Human growth hormone (hGH) has been correlated with increased incidence of breast cancer, pointing to a need for development of hGH antagonists to block hGH‐dependent breast cancers. The objective of this research was to investigate the new untested concept that glycosylated 24‐kDa‐hGH would impede proliferation of human breast cancer cells. The hypothesis tested was that glycosylated 24‐kDa‐hGH would produce growth‐inhibitory effects in MCF‐7 human breast cancer cells. Methods To test this hypothesis, the number of viable breast cancer cells were quantified following a 72 hr incubation in nutrient‐rich media at 37 °C, in a humidified atmosphere of 95% air, 5% CO2, in the absence of GHs (vehicle control) or in the presence of either 22‐kDa hGH or glycosylated 24‐kDa‐hGH. One‐Way ANOVA followed by Student‐Neuman‐Keuls post‐hoc test assessed differences in breast cancer cell proliferation among the treatments.

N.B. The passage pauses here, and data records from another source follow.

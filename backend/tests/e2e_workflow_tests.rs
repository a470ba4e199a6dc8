//! End-to-End Workflow Integration Tests
//!
//! These tests drive complete visitor and admin journeys through the public
//! HTTP surface, with the upstream API replaced by `MockUpstream` and the
//! curated list stored in a temporary directory.

use std::sync::Arc;

use actix_web::{App, test, web};
use serde_json::{Value, json};
use tempfile::TempDir;

use repofolio::handlers::{configure_github_routes, configure_repo_routes};
use repofolio::services::{BrowseSession, BrowseTarget, BrowseView, CommitHistory, Navigation};
use repofolio::testing::MockUpstream;
use repofolio::{AdminAuth, AppState, Config, RepoStore};

// ============================================================================
// Test Helpers
// ============================================================================

const SECRET: &str = "portfolio-admin";

fn create_state(dir: &TempDir, upstream: Arc<MockUpstream>) -> web::Data<AppState> {
    let config = Config {
        host: "127.0.0.1".into(),
        port: 0,
        data_file: dir.path().join("data").join("repos.json"),
        github_api_url: "http://upstream.invalid".into(),
        github_token: None,
        admin_password: Some(SECRET.into()),
    };
    web::Data::new(AppState {
        store: RepoStore::new(&config.data_file),
        config,
        upstream,
    })
}

macro_rules! init_app {
    ($state:expr) => {
        test::init_service(
            App::new()
                .app_data($state.clone())
                .app_data(web::Data::new(AdminAuth::new(SECRET)))
                .service(
                    web::scope("/api")
                        .configure(configure_repo_routes)
                        .configure(configure_github_routes),
                ),
        )
        .await
    };
}

/// A small repository: metadata, two branches, a README, a notebook and
/// 31 commits spread over two pages.
fn seed_upstream() -> Arc<MockUpstream> {
    use base64::Engine;
    use base64::engine::general_purpose::STANDARD;

    let upstream = MockUpstream::new();
    upstream.respond(
        "/repos/octocat/Hello-World",
        json!({
            "full_name": "octocat/Hello-World",
            "description": "My first repository on GitHub!",
            "language": "Python",
            "stargazers_count": 2500,
            "forks_count": 2100,
            "default_branch": "master",
            "html_url": "https://github.com/octocat/Hello-World"
        }),
    );
    upstream.respond(
        "/repos/octocat/Hello-World/branches",
        json!([{"name": "master"}, {"name": "test"}]),
    );
    upstream.respond("/repos/octocat/Hello-World/languages", json!({"Python": 4096}));
    upstream.respond(
        "/repos/octocat/Hello-World/contents/?ref=master",
        json!([
            {"name": "README", "path": "README", "type": "file"},
            {"name": "analysis.ipynb", "path": "analysis.ipynb", "type": "file"}
        ]),
    );
    upstream.respond(
        "/repos/octocat/Hello-World/contents/README?ref=master",
        json!({"name": "README", "content": STANDARD.encode("Hello World!\n")}),
    );

    let notebook = json!({
        "cells": [
            {"cell_type": "markdown", "source": ["# Analysis"]},
            {"cell_type": "code", "source": ["print(1)"], "execution_count": 1,
             "outputs": [{"output_type": "stream", "text": ["1\n"]}]}
        ],
        "metadata": {"kernelspec": {"display_name": "Python 3", "name": "python3"}}
    });
    upstream.respond(
        "/repos/octocat/Hello-World/contents/analysis.ipynb?ref=master",
        json!({"name": "analysis.ipynb", "content": STANDARD.encode(notebook.to_string())}),
    );

    let page = |n: usize, tag: &str| -> Value {
        Value::Array((0..n).map(|i| json!({"sha": format!("{tag}{i}")})).collect())
    };
    upstream.respond("/repos/octocat/Hello-World/commits?page=1&per_page=30", page(30, "p1-"));
    upstream.respond("/repos/octocat/Hello-World/commits?page=2&per_page=30", page(1, "p2-"));

    Arc::new(upstream)
}

fn admin_post(url: &str, secret: &str) -> test::TestRequest {
    test::TestRequest::post()
        .uri("/api/repos")
        .insert_header(("Authorization", format!("Bearer {secret}")))
        .set_json(json!({ "url": url }))
}

// ============================================================================
// Admin curation
// ============================================================================

#[actix_rt::test]
async fn test_admin_add_with_correct_and_incorrect_secret() {
    let dir = TempDir::new().unwrap();
    let state = create_state(&dir, seed_upstream());
    let app = init_app!(state);

    let resp = test::call_service(&app, admin_post("octocat/Hello-World", "wrong").to_request()).await;
    assert_eq!(resp.status(), 401);
    assert!(state.store.list().await.unwrap().is_empty());

    let resp = test::call_service(&app, admin_post("octocat/Hello-World", SECRET).to_request()).await;
    assert_eq!(resp.status(), 201);
    let body: Value = test::read_body_json(resp).await;
    assert_eq!(body["fullName"], "octocat/Hello-World");

    // Persisted as pretty JSON under the (created) data directory
    let raw = std::fs::read_to_string(dir.path().join("data").join("repos.json")).unwrap();
    assert!(raw.contains("\"fullName\": \"octocat/Hello-World\""));
}

#[actix_rt::test]
async fn test_full_admin_lifecycle() {
    let dir = TempDir::new().unwrap();
    let state = create_state(&dir, seed_upstream());
    let app = init_app!(state);

    // Step 1: log in
    let req = test::TestRequest::post()
        .uri("/api/auth")
        .set_json(json!({"password": SECRET}))
        .to_request();
    assert_eq!(test::call_service(&app, req).await.status(), 200);

    // Step 2: add via full URL
    let resp = test::call_service(
        &app,
        admin_post("https://github.com/octocat/Hello-World.git", SECRET).to_request(),
    )
    .await;
    assert_eq!(resp.status(), 201);
    let entry: Value = test::read_body_json(resp).await;

    // Step 3: the home view sees it
    let req = test::TestRequest::get().uri("/api/catalog?q=first").to_request();
    let catalog: Value = test::read_body_json(test::call_service(&app, req).await).await;
    assert_eq!(catalog["repos"][0]["id"], entry["id"]);
    assert_eq!(catalog["languages"], json!(["Python"]));
    assert_eq!(catalog["totalStars"], 2500);

    // Step 4: adding again is a conflict
    let resp = test::call_service(&app, admin_post("octocat/Hello-World", SECRET).to_request()).await;
    assert_eq!(resp.status(), 409);

    // Step 5: remove
    let req = test::TestRequest::delete()
        .uri("/api/repos")
        .insert_header(("Authorization", format!("Bearer {SECRET}")))
        .set_json(json!({"id": entry["id"]}))
        .to_request();
    assert_eq!(test::call_service(&app, req).await.status(), 200);

    let req = test::TestRequest::get().uri("/api/repos").to_request();
    let list: Value = test::read_body_json(test::call_service(&app, req).await).await;
    assert_eq!(list, json!([]));
}

// ============================================================================
// Visitor browsing
// ============================================================================

#[actix_rt::test]
async fn test_visitor_browses_repository() {
    let dir = TempDir::new().unwrap();
    let upstream = seed_upstream();
    let state = create_state(&dir, upstream.clone());
    let app = init_app!(state);

    let req = test::TestRequest::get()
        .uri("/api/repos/octocat/Hello-World/overview")
        .to_request();
    let overview: Value = test::read_body_json(test::call_service(&app, req).await).await;
    assert_eq!(overview["info"]["default_branch"], "master");
    assert_eq!(overview["branches"].as_array().unwrap().len(), 2);

    let req = test::TestRequest::get()
        .uri("/api/repos/octocat/Hello-World/contents?ref=master")
        .to_request();
    let root: Value = test::read_body_json(test::call_service(&app, req).await).await;
    assert_eq!(root.as_array().unwrap().len(), 2);

    // README has no extension: plain code view, no toggle
    let req = test::TestRequest::get()
        .uri("/api/repos/octocat/Hello-World/render?path=README&ref=master")
        .to_request();
    let view: Value = test::read_body_json(test::call_service(&app, req).await).await;
    assert_eq!(view["kind"], "code");
    assert_eq!(view["toggle"], false);
    assert_eq!(view["body"]["lines"][0], "Hello World!");

    // Notebook preview
    let req = test::TestRequest::get()
        .uri("/api/repos/octocat/Hello-World/render?path=analysis.ipynb&ref=master")
        .to_request();
    let view: Value = test::read_body_json(test::call_service(&app, req).await).await;
    assert_eq!(view["kind"], "notebook");
    assert_eq!(view["body"]["type"], "notebook");
    let notebook = &view["body"]["notebook"];
    assert_eq!(notebook["kernel"], "Python 3");
    assert_eq!(notebook["cells"][1]["label"], "Code");
    assert_eq!(notebook["cells"][1]["executionMarker"], "[1]");
    assert!(view["body"]["html"].as_str().unwrap().contains("2 cells"));
}

#[tokio::test]
async fn test_browse_session_and_commit_history() {
    let upstream = seed_upstream();

    let session = BrowseSession::new("octocat", "Hello-World", "master");
    let nav = session
        .navigate(&*upstream, BrowseTarget::Directory(String::new()))
        .await
        .unwrap();
    assert_eq!(nav, Navigation::Applied);
    session
        .navigate(&*upstream, BrowseTarget::File("analysis.ipynb".into()))
        .await
        .unwrap();
    assert!(matches!(session.view().await, BrowseView::File { ref path, .. } if path == "analysis.ipynb"));

    let mut history = CommitHistory::new("octocat", "Hello-World");
    history.load_more(&*upstream).await.unwrap();
    assert!(history.has_more());
    history.load_more(&*upstream).await.unwrap();
    assert!(!history.has_more());
    assert_eq!(history.commits().len(), 31);
    assert_eq!(history.commits()[30]["sha"], "p2-0");
}
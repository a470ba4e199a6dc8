//! Admin Authentication
//!
//! The admin panel is gated by a single shared secret supplied through
//! `ADMIN_PASSWORD`. The secret is kept only as a SHA-256 digest and
//! candidates are compared against it in constant time.
//!
//! Mutating handlers take an [`AdminGuard`] argument; it reads the
//! `Authorization: Bearer <secret>` header and rejects the request
//! before the handler body runs.

use std::future::{Ready, ready};

use actix_web::{FromRequest, HttpRequest, HttpResponse, dev::Payload, web};
use serde::Serialize;
use sha2::{Digest, Sha256};
use thiserror::Error;
use uuid::Uuid;

/// Errors that can occur during admin authentication
#[derive(Debug, Error)]
pub enum AuthError {
    /// Wrong secret
    #[error("Invalid admin credentials")]
    InvalidCredentials,

    /// No `Authorization: Bearer` header
    #[error("Missing admin token")]
    MissingToken,

    /// `ADMIN_PASSWORD` is not set
    #[error("Admin access not configured")]
    NotConfigured,
}

/// Shared-secret check for admin operations
#[derive(Debug, Clone)]
pub struct AdminAuth {
    /// Hex-encoded SHA-256 of the admin password
    secret_hash: String,
}

impl AdminAuth {
    pub fn new(password: &str) -> Self {
        Self {
            secret_hash: hash_secret(password),
        }
    }

    /// Build from the configured password, if any
    pub fn from_password(password: Option<&str>) -> Result<Self, AuthError> {
        password.map(Self::new).ok_or(AuthError::NotConfigured)
    }

    pub fn verify(&self, candidate: &str) -> Result<(), AuthError> {
        if constant_time_eq(&hash_secret(candidate), &self.secret_hash) {
            Ok(())
        } else {
            Err(AuthError::InvalidCredentials)
        }
    }
}

/// Hash a secret using SHA256
pub fn hash_secret(secret: &str) -> String {
    hex::encode(Sha256::digest(secret.as_bytes()))
}

/// Constant-time string comparison to prevent timing attacks
fn constant_time_eq(a: &str, b: &str) -> bool {
    if a.len() != b.len() {
        return false;
    }

    let mut result = 0u8;
    for (x, y) in a.bytes().zip(b.bytes()) {
        result |= x ^ y;
    }
    result == 0
}

// ============================================================================
// Admin guard - FromRequest Implementation
// ============================================================================

/// Error response for authentication failures
#[derive(Debug, Serialize)]
struct AuthErrorResponse {
    error: AuthErrorBody,
    meta: AuthErrorMeta,
}

#[derive(Debug, Serialize)]
struct AuthErrorBody {
    code: String,
    message: String,
}

#[derive(Debug, Serialize)]
struct AuthErrorMeta {
    request_id: String,
}

impl AuthErrorResponse {
    fn new(code: impl Into<String>, message: impl Into<String>) -> Self {
        Self {
            error: AuthErrorBody {
                code: code.into(),
                message: message.into(),
            },
            meta: AuthErrorMeta {
                request_id: Uuid::new_v4().to_string(),
            },
        }
    }

    fn unauthorized() -> Self {
        Self::new("UNAUTHORIZED", "Unauthorized")
    }

    fn not_configured() -> Self {
        Self::new("INTERNAL_ERROR", "Admin access not configured")
    }
}

/// Extract Bearer token from Authorization header
///
/// Expected format: "Bearer <token>"
fn extract_bearer_token(req: &HttpRequest) -> Option<String> {
    let auth_header = req.headers().get("Authorization")?;
    let auth_str = auth_header.to_str().ok()?;

    // Check for "Bearer " prefix (case-insensitive)
    if auth_str.len() > 7 && auth_str[..7].eq_ignore_ascii_case("Bearer ") {
        Some(auth_str[7..].to_string())
    } else {
        None
    }
}

/// Proof that the request carried the admin secret.
///
/// ```rust,ignore
/// pub async fn protected_handler(
///     _admin: AdminGuard,
/// ) -> Result<HttpResponse, AppError> { ... }
/// ```
#[derive(Debug, Clone, Copy)]
pub struct AdminGuard;

impl AdminGuard {
    fn check(req: &HttpRequest) -> Result<Self, AuthError> {
        let auth = req
            .app_data::<web::Data<AdminAuth>>()
            .ok_or(AuthError::NotConfigured)?;
        let token = extract_bearer_token(req).ok_or(AuthError::MissingToken)?;
        auth.verify(&token)?;
        Ok(Self)
    }
}

impl FromRequest for AdminGuard {
    type Error = actix_web::Error;
    type Future = Ready<Result<Self, Self::Error>>;

    fn from_request(req: &HttpRequest, _payload: &mut Payload) -> Self::Future {
        ready(Self::check(req).map_err(|e| {
            let response = match e {
                AuthError::NotConfigured => {
                    tracing::error!("Admin request rejected: ADMIN_PASSWORD not set");
                    HttpResponse::InternalServerError().json(AuthErrorResponse::not_configured())
                }
                AuthError::MissingToken | AuthError::InvalidCredentials => {
                    tracing::debug!("Admin request rejected: {e}");
                    HttpResponse::Unauthorized().json(AuthErrorResponse::unauthorized())
                }
            };
            actix_web::error::InternalError::from_response(e, response).into()
        }))
    }
}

Results demonstrated that glycosylated 24‐kDa‐hGH significantly decreased the growth of human breast cancer cells compared to the 22‐kDa hGH and to the control group whereas 22‐kDa hGH stimulated their proliferation. Glycosylated 24‐kDa‐hGH acted as an antagonist of 22‐kDa hGH. The importance of this work is that it demonstrates that glycosylated 24‐kDa‐hGH possesses therapeutic potential as an anti‐neoplastic agent for combating human breast cancer growth in vivo.